How Data is Used Can Mean the Difference Between Improving or Undermining Educational Outcomes

In the past few weeks, there have been a barrage of media reports about educational achievement and, more generally, life outcomes for the youth of Durham.

The positive news is that these issues are receiving attention, but the downside is that the reports may be more harmful than helpful. At its best, data optimizes decision-making, but at its worst data can be deceptive and divisive.

Specialized knowledge is required to leverage data for decision-making, whereas selectively reporting figures requires some effort but no expertise. In the latter scenario, the ambiguity of statistical assumptions predisposes the audience to personal, as well as, framing bias.

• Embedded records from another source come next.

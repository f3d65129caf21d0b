//! Block lifecycle state machine gating every mutation of the grove forest

pub mod engine;
pub mod error;
pub mod mock;
pub mod repo;
pub mod traits;
pub mod types;
pub mod witness;

pub use engine::*;
pub use error::*;
pub use repo::BlockRepo;
pub use traits::*;
pub use types::*;
pub use witness::*;
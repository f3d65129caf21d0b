//! RocksDB backend for the grove forest

pub mod adapter;

// Re-export the adapter and related types
pub use adapter::{RocksDBBatch, RocksDBStoreAdapter};

pub use grove_runtime::{BatchLike, Grove, GroveConfig, KeyValueStoreLike};

/// Forest persisted in RocksDB
pub type RocksGrove = Grove<RocksDBStoreAdapter>;

/// Opens (or creates) the database at `path` and initializes the forest in it
pub fn open_rocks_grove(path: &str, config: GroveConfig) -> anyhow::Result<RocksGrove> {
    let adapter = RocksDBStoreAdapter::open_optimized(path)?;
    let mut grove = Grove::new(adapter, config)?;
    grove.init()?;
    Ok(grove)
}
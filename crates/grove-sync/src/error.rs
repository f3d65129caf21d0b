//! Error types for grove-sync

use crate::types::BlockStatus;
use grove_runtime::{Field, GroveError};
use thiserror::Error;

#[derive(Error, Debug)]
pub enum SyncError {
    #[error("Grove error: {0}")]
    Grove(#[from] GroveError),

    #[error("Storage error: {0}")]
    Storage(String),

    #[error("Block decode error: {0}")]
    Decode(String),

    #[error("proposal {got} arrived out of order, expected {expected}")]
    OutOfOrderBlock { expected: u64, got: u64 },

    #[error("block {block} finalized while its parent {parent} is {parent_status:?}")]
    FinalizedAfterInvalidParent {
        block: Field,
        parent: Field,
        parent_status: BlockStatus,
    },

    #[error("verified block {block} no longer reproduces its header roots on commit")]
    DivergedFromHeader { block: Field },

    #[error("unknown block {0}")]
    UnknownBlock(Field),

    #[error("block {block} cannot go from {from:?} to {to:?}")]
    InvalidTransition {
        block: Field,
        from: BlockStatus,
        to: BlockStatus,
    },

    #[error("event channel closed")]
    ChannelClosed,

    #[error("Generic error: {0}")]
    Generic(#[from] anyhow::Error),
}

impl SyncError {
    /// Errors after which the engine must stop instead of skipping the event
    pub fn is_fatal(&self) -> bool {
        match self {
            SyncError::Grove(err) => err.is_fatal() || matches!(err, GroveError::RootMismatch { .. }),
            SyncError::Storage(_)
            | SyncError::OutOfOrderBlock { .. }
            | SyncError::FinalizedAfterInvalidParent { .. }
            | SyncError::DivergedFromHeader { .. } => true,
            _ => false,
        }
    }
}

pub type SyncResult<T> = Result<T, SyncError>;
//! Concurrent proof collection for the proving pipeline
//!
//! Every request takes its own read lock on the forest, so lookups overlap
//! with each other but never with a commit. The first failure drops the
//! remaining requests.

use crate::engine::SharedGrove;
use crate::{SyncError, SyncResult};
use futures::future::try_join_all;
use grove_runtime::{Field, KeyValueStoreLike, MerkleProof, TreeKind};

async fn collect_proofs<T>(grove: &SharedGrove<T>, kind: TreeKind, leaves: &[Field]) -> SyncResult<Vec<MerkleProof>>
where
    T: KeyValueStoreLike + Send + Sync + 'static,
{
    let requests = leaves.iter().map(|leaf| {
        let grove = grove.clone();
        let leaf = *leaf;
        async move {
            let grove = grove.read().await;
            let proof = match kind {
                TreeKind::Withdrawal => grove.withdrawal_merkle_proof(&leaf),
                TreeKind::Nullifier => grove.nullifier_merkle_proof(&leaf),
                TreeKind::Utxo => grove.output_merkle_proof(&leaf),
            };
            proof.map_err(SyncError::from)
        }
    });
    try_join_all(requests).await
}

/// Inclusion proofs of `leaves` in the output trees, in request order
pub async fn collect_output_proofs<T>(grove: &SharedGrove<T>, leaves: &[Field]) -> SyncResult<Vec<MerkleProof>>
where
    T: KeyValueStoreLike + Send + Sync + 'static,
{
    collect_proofs(grove, TreeKind::Utxo, leaves).await
}

pub async fn collect_withdrawal_proofs<T>(grove: &SharedGrove<T>, leaves: &[Field]) -> SyncResult<Vec<MerkleProof>>
where
    T: KeyValueStoreLike + Send + Sync + 'static,
{
    collect_proofs(grove, TreeKind::Withdrawal, leaves).await
}

/// Spent/unspent proofs of `nullifiers` in the nullifier tree
pub async fn collect_nullifier_proofs<T>(grove: &SharedGrove<T>, nullifiers: &[Field]) -> SyncResult<Vec<MerkleProof>>
where
    T: KeyValueStoreLike + Send + Sync + 'static,
{
    collect_proofs(grove, TreeKind::Nullifier, nullifiers).await
}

Those who go through the effort to produce data often have an agenda, and therefore, have incentives to make claims which imply causes and solutions. Data is dangerous when misused. It can create tension, undermine trust and unity, and result in costly adverse decision-making.

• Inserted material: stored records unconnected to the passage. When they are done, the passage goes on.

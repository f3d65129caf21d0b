use anyhow::{anyhow, Result};
use grove_runtime::{Field, Grove, GroveConfig, Item, KeyValueStoreLike, Note};
use grove_sync::mock::{BlockBuilder, MockBlockSource};
use grove_sync::{BlockBody, BlockLifecycle, LifecycleConfig};
use memgrove::{open_mem_grove, MemGrove, MemStoreAdapter};
use rockgrove::{open_rocks_grove, RocksGrove};
use std::path::Path;
use std::sync::Arc;
use tokio::sync::RwLock;

/// Configuration for setting up a test environment
pub struct TestConfig {
    pub grove: GroveConfig,
    pub lifecycle: LifecycleConfig,
}

impl TestConfig {
    /// Small trees so that generations fill up within a few blocks, and no
    /// challenge window
    pub fn new() -> Self {
        Self {
            grove: GroveConfig {
                utxo_tree_depth: 4,
                withdrawal_tree_depth: 5,
                nullifier_tree_depth: 32,
                utxo_subtree_size: 2,
                withdrawal_subtree_size: 1,
                ..Default::default()
            },
            lifecycle: LifecycleConfig {
                challenge_period_secs: 0,
                ..Default::default()
            },
        }
    }

    pub fn with_grove(mut self, grove: GroveConfig) -> Self {
        self.grove = grove;
        self
    }

    pub fn create_mem_grove(&self) -> Result<MemGrove> {
        open_mem_grove(self.grove.clone())
    }

    pub fn create_rocks_grove(&self, dir: &Path) -> Result<RocksGrove> {
        let path = dir.to_str().ok_or_else(|| anyhow!("temp dir {:?} is not utf-8", dir))?;
        open_rocks_grove(path, self.grove.clone())
    }

    /// Producer of honest blocks, backed by its own in-memory forest
    pub fn create_builder(&self) -> Result<BlockBuilder<MemStoreAdapter>> {
        Ok(BlockBuilder::new(MemStoreAdapter::new(), self.grove.clone())?)
    }

    pub fn create_engine<T>(&self, grove: Grove<T>) -> BlockLifecycle<T, MockBlockSource>
    where
        T: KeyValueStoreLike + Send + Sync + 'static,
    {
        BlockLifecycle::new(
            Arc::new(RwLock::new(grove)),
            Arc::new(MockBlockSource::new()),
            self.lifecycle.clone(),
        )
    }
}

impl Default for TestConfig {
    fn default() -> Self {
        Self::new()
    }
}

/// General-purpose test utilities
pub struct TestUtils;

impl TestUtils {
    pub fn init_logging() {
        let _ = env_logger::builder().is_test(true).try_init();
    }

    /// `count` untracked items with leaf hashes `start..start + count`
    pub fn items(start: u64, count: u64) -> Vec<Item> {
        (start..start + count).map(|n| Item::new(Field::from_u64(n))).collect()
    }

    pub fn owned_item(leaf: u64, owner: &[u8]) -> Item {
        Item::with_note(
            Field::from_u64(leaf),
            Note {
                owner: owner.to_vec(),
                payload: leaf.to_be_bytes().to_vec(),
            },
        )
    }

    /// A block body whose contents are unique per `seed`
    pub fn body(seed: u64) -> BlockBody {
        BlockBody {
            utxos: Self::items(seed * 100, 3),
            withdrawals: Self::items(seed * 100 + 50, 1),
            nullifiers: vec![Field::from_u64(seed * 1_000_003), Field::from_u64(seed * 1_000_033)],
        }
    }
}
//! Blocks, their lifecycle records and engine configuration

use crate::error::{SyncError, SyncResult};
use anyhow::Context;
use grove_runtime::{Field, GroveConfig, GrovePatch, GroveSnapshot, Item};
use serde::{Deserialize, Serialize};
use std::path::Path;
use std::time::{SystemTime, UNIX_EPOCH};
use tiny_keccak::{Hasher as _, Keccak};

/// Status of an observed block. The numeric codes are persisted.
#[derive(Debug, Clone, Copy, PartialEq, Eq, Hash, Serialize, Deserialize)]
#[serde(try_from = "u8", into = "u8")]
#[repr(u8)]
pub enum BlockStatus {
    NotFetched = 0,
    Fetched = 1,
    Verified = 3,
    Finalized = 4,
    Invalidated = 5,
    Reverted = 6,
}

impl BlockStatus {
    pub fn is_terminal(&self) -> bool {
        matches!(
            self,
            BlockStatus::Finalized | BlockStatus::Invalidated | BlockStatus::Reverted
        )
    }

    pub fn can_transition_to(&self, next: BlockStatus) -> bool {
        use BlockStatus::*;
        match (self, next) {
            (NotFetched, Fetched) | (Fetched, Verified) | (Verified, Finalized) => true,
            (NotFetched | Fetched | Verified, Invalidated | Reverted) => true,
            _ => false,
        }
    }
}

impl From<BlockStatus> for u8 {
    fn from(status: BlockStatus) -> u8 {
        status as u8
    }
}

impl TryFrom<u8> for BlockStatus {
    type Error = String;

    fn try_from(code: u8) -> Result<Self, Self::Error> {
        Ok(match code {
            0 => BlockStatus::NotFetched,
            1 => BlockStatus::Fetched,
            3 => BlockStatus::Verified,
            4 => BlockStatus::Finalized,
            5 => BlockStatus::Invalidated,
            6 => BlockStatus::Reverted,
            other => return Err(format!("unknown block status code {}", other)),
        })
    }
}

/// Roots and indices a block commits to, plus its chain position
#[derive(Debug, Clone, PartialEq, Eq, Serialize, Deserialize)]
pub struct BlockHeader {
    pub parent_hash: Field,
    pub proposal_num: u64,
    pub utxo_root: Field,
    pub utxo_index: u64,
    pub withdrawal_root: Field,
    pub withdrawal_index: u64,
    pub nullifier_root: Field,
}

impl BlockHeader {
    /// Keccak-256 of the fixed-width big-endian encoding, reduced into the field
    pub fn hash(&self) -> Field {
        let mut hasher = Keccak::v256();
        hasher.update(&self.parent_hash.to_be_bytes());
        hasher.update(&self.proposal_num.to_be_bytes());
        hasher.update(&self.utxo_root.to_be_bytes());
        hasher.update(&self.utxo_index.to_be_bytes());
        hasher.update(&self.withdrawal_root.to_be_bytes());
        hasher.update(&self.withdrawal_index.to_be_bytes());
        hasher.update(&self.nullifier_root.to_be_bytes());
        let mut output = [0u8; 32];
        hasher.finalize(&mut output);
        Field::from_be_bytes_reduced(output)
    }

    pub fn claimed_snapshot(&self) -> GroveSnapshot {
        GroveSnapshot {
            utxo_tree_index: self.utxo_index,
            utxo_tree_root: self.utxo_root,
            withdrawal_tree_index: self.withdrawal_index,
            withdrawal_tree_root: self.withdrawal_root,
            nullifier_tree_root: self.nullifier_root,
        }
    }
}

#[derive(Debug, Clone, Default, PartialEq, Eq, Serialize, Deserialize)]
pub struct BlockBody {
    pub utxos: Vec<Item>,
    pub withdrawals: Vec<Item>,
    pub nullifiers: Vec<Field>,
}

#[derive(Debug, Clone, PartialEq, Eq, Serialize, Deserialize)]
pub struct Block {
    pub header: BlockHeader,
    pub body: BlockBody,
}

impl Block {
    pub fn hash(&self) -> Field {
        self.header.hash()
    }

    pub fn encode(&self) -> SyncResult<Vec<u8>> {
        serde_json::to_vec(self).map_err(|e| SyncError::Decode(e.to_string()))
    }

    pub fn decode(raw: &[u8]) -> SyncResult<Self> {
        serde_json::from_slice(raw).map_err(|e| SyncError::Decode(e.to_string()))
    }

    /// The forest changes of this block, tagged with its hash
    pub fn patch(&self) -> GrovePatch {
        GrovePatch {
            block_hash: self.hash(),
            utxos: self.body.utxos.clone(),
            withdrawals: self.body.withdrawals.clone(),
            nullifiers: self.body.nullifiers.clone(),
        }
    }
}

/// Persisted lifecycle state of one block
#[derive(Debug, Clone, PartialEq, Eq, Serialize, Deserialize)]
pub struct BlockRecord {
    pub hash: Field,
    pub proposal_num: u64,
    pub l1_origin: u64,
    pub status: BlockStatus,
    #[serde(default, with = "hex_opt", skip_serializing_if = "Option::is_none")]
    pub raw: Option<Vec<u8>>,
    /// Unix time (seconds) after which a verified block may be finalized
    #[serde(default)]
    pub challenge_deadline: Option<u64>,
}

impl BlockRecord {
    pub fn proposed(hash: Field, proposal_num: u64, l1_origin: u64) -> Self {
        Self {
            hash,
            proposal_num,
            l1_origin,
            status: BlockStatus::NotFetched,
            raw: None,
            challenge_deadline: None,
        }
    }

    pub fn block(&self) -> SyncResult<Block> {
        match &self.raw {
            Some(raw) => Block::decode(raw),
            None => Err(SyncError::Decode(format!("block {} has no body yet", self.hash))),
        }
    }
}

/// Notifications delivered by the chain synchronizer
#[derive(Debug, Clone, PartialEq, Eq)]
pub enum ChainEvent {
    Proposed {
        hash: Field,
        proposal_num: u64,
        l1_origin: u64,
    },
    Fetched {
        hash: Field,
        raw: Vec<u8>,
    },
    ChallengePeriodElapsed {
        hash: Field,
    },
    Challenged {
        hash: Field,
    },
    Reorged {
        hash: Field,
    },
}

#[derive(Debug, Clone, PartialEq, Eq, Serialize, Deserialize)]
#[serde(default)]
pub struct LifecycleConfig {
    pub challenge_period_secs: u64,
    pub channel_capacity: usize,
}

impl Default for LifecycleConfig {
    fn default() -> Self {
        Self {
            challenge_period_secs: 7 * 24 * 60 * 60,
            channel_capacity: 1024,
        }
    }
}

/// Everything a node needs to run the forest and its lifecycle engine
#[derive(Debug, Clone, Default, PartialEq, Eq, Serialize, Deserialize)]
#[serde(default)]
pub struct NodeConfig {
    pub grove: GroveConfig,
    pub lifecycle: LifecycleConfig,
}

impl NodeConfig {
    pub fn from_file<P: AsRef<Path>>(path: P) -> anyhow::Result<Self> {
        let path = path.as_ref();
        let contents = std::fs::read_to_string(path)
            .with_context(|| format!("reading node config {}", path.display()))?;
        let config: NodeConfig = serde_json::from_str(&contents)
            .with_context(|| format!("parsing node config {}", path.display()))?;
        config.grove.validate()?;
        Ok(config)
    }
}

/// Number of tracked blocks per status
#[derive(Debug, Clone, Default, PartialEq, Eq, Serialize, Deserialize)]
pub struct LifecycleStats {
    pub not_fetched: usize,
    pub fetched: usize,
    pub verified: usize,
    pub finalized: usize,
    pub invalidated: usize,
    pub reverted: usize,
}

impl LifecycleStats {
    pub fn count(&mut self, status: BlockStatus) {
        match status {
            BlockStatus::NotFetched => self.not_fetched += 1,
            BlockStatus::Fetched => self.fetched += 1,
            BlockStatus::Verified => self.verified += 1,
            BlockStatus::Finalized => self.finalized += 1,
            BlockStatus::Invalidated => self.invalidated += 1,
            BlockStatus::Reverted => self.reverted += 1,
        }
    }
}

pub fn unix_now() -> u64 {
    SystemTime::now()
        .duration_since(UNIX_EPOCH)
        .map(|d| d.as_secs())
        .unwrap_or(0)
}

mod hex_opt {
    use serde::{Deserialize, Deserializer, Serializer};

    pub fn serialize<S: Serializer>(bytes: &Option<Vec<u8>>, serializer: S) -> Result<S::Ok, S::Error> {
        match bytes {
            Some(bytes) => serializer.serialize_some(&hex::encode(bytes)),
            None => serializer.serialize_none(),
        }
    }

    pub fn deserialize<'de, D: Deserializer<'de>>(deserializer: D) -> Result<Option<Vec<u8>>, D::Error> {
        Option::<String>::deserialize(deserializer)?
            .map(|s| hex::decode(s).map_err(serde::de::Error::custom))
            .transpose()
    }
}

One key characteristic of amateur statistics, aside from lacking an experimental design, is that they do not account for the fact that outcomes are a function of many different variables. For example, schools clearly play a crucial role in influencing academic attainment, but a report drawing relative comparisons between attainment outcomes within or across cities usually implicates unidentified failures of one school district versus another while all but ignoring the effects of transportation, affordable housing, food, healthcare, and social support accessibility, as well as people’s different lived experiences, including traumatic exposure of various kinds.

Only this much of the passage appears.